Autumn Mushroomery

There has been a spike in mushroom activity in my life in the last few days. In the Santa Cruz area, one of the first mushrooms to emerge with the fall rains is the Porcini (Boletus cf. edulis & friends), and the two specimens I’ve tasted were easily my favorite mushroom of all time. I’ve spent the last two falls trying to catch them at the right time and the right place, but have never successfully found them in the wild. I was determined to change all that on Sunday, and ventured out to an area with lots of mixed woods but plenty of Douglas Fir cover, an area where I know others have found Porcinis. I searched for about 2.5 hours through oak, fir, madrone, and manzanita duff, all the while thinking about the delicious dinner we’d enjoy with the day’s bounty.

The trip turned out to be a lot like a credit card commercial.
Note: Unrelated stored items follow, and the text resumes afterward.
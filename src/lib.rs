//! # vsco-dl
//!
//! Mirror the media of a VSCO account to local storage without downloading anything twice.
//!
//! Each category of an account (its own posts, its collection, its journal and its
//! profile picture) runs as a pipeline of two stages:
//!
//! 1. **Harvest** - `W` concurrent stripes sweep the paginated listing endpoint; stripe
//!    `k` reads pages `k+1, k+1+W, …` until it sees an empty page. Every record is
//!    checked against the [`DedupLedger`] and the destination directory.
//! 2. **Download** - a bounded pool streams the remaining items to disk through
//!    temporary `.part` files, isolating every failure at its item.
//!
//! Listing completes before downloading starts. Runs report counts instead of failing
//! on partial success; only setup problems abort a category.
//!
//! ## Quick Start
//!
//! ```no_run
//! use vsco_dl::{Account, Config, DedupLedger, VscoDownloader};
//!
//! #[tokio::main]
//! async fn main() -> Result<(), Box<dyn std::error::Error>> {
//!     let config = Config::default();
//!     let ledger = DedupLedger::open(&config.persistence.state_dir, "alice", true).await?;
//!     let downloader = VscoDownloader::new(config, ledger)?;
//!
//!     // Subscribe to events
//!     let mut events = downloader.subscribe();
//!     tokio::spawn(async move {
//!         while let Ok(event) = events.recv().await {
//!             println!("Event: {:?}", event);
//!         }
//!     });
//!
//!     let account = Account::new("alice", "1234567", Some("c0ffee".to_string()));
//!     let report = downloader.download_all(&account, true).await;
//!     println!("downloaded {}", report.totals().downloaded);
//!
//!     downloader
//!         .ledger()
//!         .save(&vsco_dl::ledger::ledger_path(&downloader.config().persistence.state_dir, "alice"))
//!         .await?;
//!     Ok(())
//! }
//! ```

#![warn(missing_docs)]
#![warn(clippy::all)]
#![warn(clippy::unwrap_used)]
#![warn(clippy::expect_used)]

/// Remote API access and listing record shapes
pub mod client;
/// Configuration types
pub mod config;
/// Per-run shared state
pub mod context;
/// Category pipelines (decomposed into focused submodules)
pub mod downloader;
/// Error types
pub mod error;
/// Striped pagination harvester
pub mod harvest;
/// Cross-run dedup ledger
pub mod ledger;
/// Bounded download pool
pub mod pool;
/// Retry logic with exponential backoff
pub mod retry;
/// Persisted site/collection id cache
pub mod site_cache;
/// Core types and events
pub mod types;
/// Utility functions
pub mod utils;

// unwrap/expect are acceptable in tests for concise failure-on-error assertions
#[allow(clippy::unwrap_used, clippy::expect_used)]
#[cfg(test)]
pub(crate) mod test_helpers;

// Re-export commonly used types
pub use client::{ApiClient, RemoteSource};
pub use config::Config;
pub use downloader::VscoDownloader;
pub use error::{Error, ErrorKind, Result};
pub use ledger::DedupLedger;
pub use site_cache::SiteCache;
pub use types::{
    Account, AccountReport, Category, CategoryReport, Event, ItemId, ItemKind, StripeFailure,
    WorkItem,
};

/// Run `work` to completion, cancelling the downloader when a termination signal arrives.
///
/// Cancellation stops pipelines at their next page or item boundary, so `work` still
/// returns its (partial) reports and the caller can persist the ledger afterwards.
///
/// - **Unix:** listens for SIGTERM and SIGINT.
/// - **Windows/other:** listens for Ctrl+C via `tokio::signal::ctrl_c()`.
///
/// # Example
///
/// ```no_run
/// use vsco_dl::{Account, Config, DedupLedger, VscoDownloader, run_with_shutdown};
///
/// #[tokio::main]
/// async fn main() -> Result<(), Box<dyn std::error::Error>> {
///     let downloader = VscoDownloader::new(Config::default(), DedupLedger::disabled())?;
///     let account = Account::new("alice", "1234567", None);
///
///     let report = run_with_shutdown(&downloader, downloader.download_all(&account, false)).await;
///     println!("{:?}", report.totals());
///     Ok(())
/// }
/// ```
pub async fn run_with_shutdown<F>(downloader: &VscoDownloader, work: F) -> F::Output
where
    F: std::future::Future,
{
    let watcher = {
        let downloader = downloader.clone();
        tokio::spawn(async move {
            wait_for_signal().await;
            downloader.cancel();
        })
    };
    let output = work.await;
    watcher.abort();
    output
}

#[cfg(unix)]
async fn wait_for_signal() {
    use tokio::signal::unix::{SignalKind, signal};

    // Registration can fail in restricted environments; fall back to ctrl_c there
    match (signal(SignalKind::terminate()), signal(SignalKind::interrupt())) {
        (Ok(mut sigterm), Ok(mut sigint)) => {
            tokio::select! {
                _ = sigterm.recv() => tracing::info!("Received SIGTERM"),
                _ = sigint.recv() => tracing::info!("Received SIGINT"),
            }
        }
        (Err(e), _) | (_, Err(e)) => {
            tracing::warn!(error = %e, "Could not register signal handlers, using ctrl_c");
            if let Err(e) = tokio::signal::ctrl_c().await {
                tracing::error!(error = %e, "Failed to listen for Ctrl+C");
                std::future::pending::<()>().await;
            }
        }
    }
}

#[cfg(not(unix))]
async fn wait_for_signal() {
    if let Err(e) = tokio::signal::ctrl_c().await {
        tracing::error!(error = %e, "Failed to listen for Ctrl+C");
        std::future::pending::<()>().await;
    }
    tracing::info!("Received Ctrl+C");
}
I left the woods empty handed with Boletes on the mind, and unwilling to let my culinary dreams crumble alongside my foraging ego, I drove down to Shopper’s Corner and bought a handful of Boletes (I actually think they were Boletus barrowsi, not edulis, but delicious nevertheless). Sally and I made perfect pappardelle pasta from scratch, and we topped it with the sautéed boletes in a creamy sauce made from butter, half and half, and dried, ground porcinis. It was amazing- the bitterness of defeat was not even the slightest bit detectable.

Yesterday, at the Science Hill bus stop on the UCSC campus, I spotted some Coprinus mushrooms from the bus. I was not yet fully caffeinated, and therefore only half-certain of the identity, but a friend on campus confirmed their identity as Coprinus comatus, the edible and allegedly delectable Shaggy Mane. While another species in the genus is well known for containing a compound (coprine) that reacts with alcohol in the body to make one sick, the reaction is not as common in this species, though my friend warned that he experienced it. I couldn’t resist tasting them, but was also curious how I’d react, so I sautéed a few pieces in olive oil and salt, and ate them alongside a homemade beer I bottled a few weeks back.  At the time of this writing, it looks like I’m in the clear!

Species in the genus Coprinus are famous for liquifying/digesting their own tissues in the gills in order to disperse the spores; mycologists call this “deliquescing”.  I call “deliquesce” one of my new favorite words.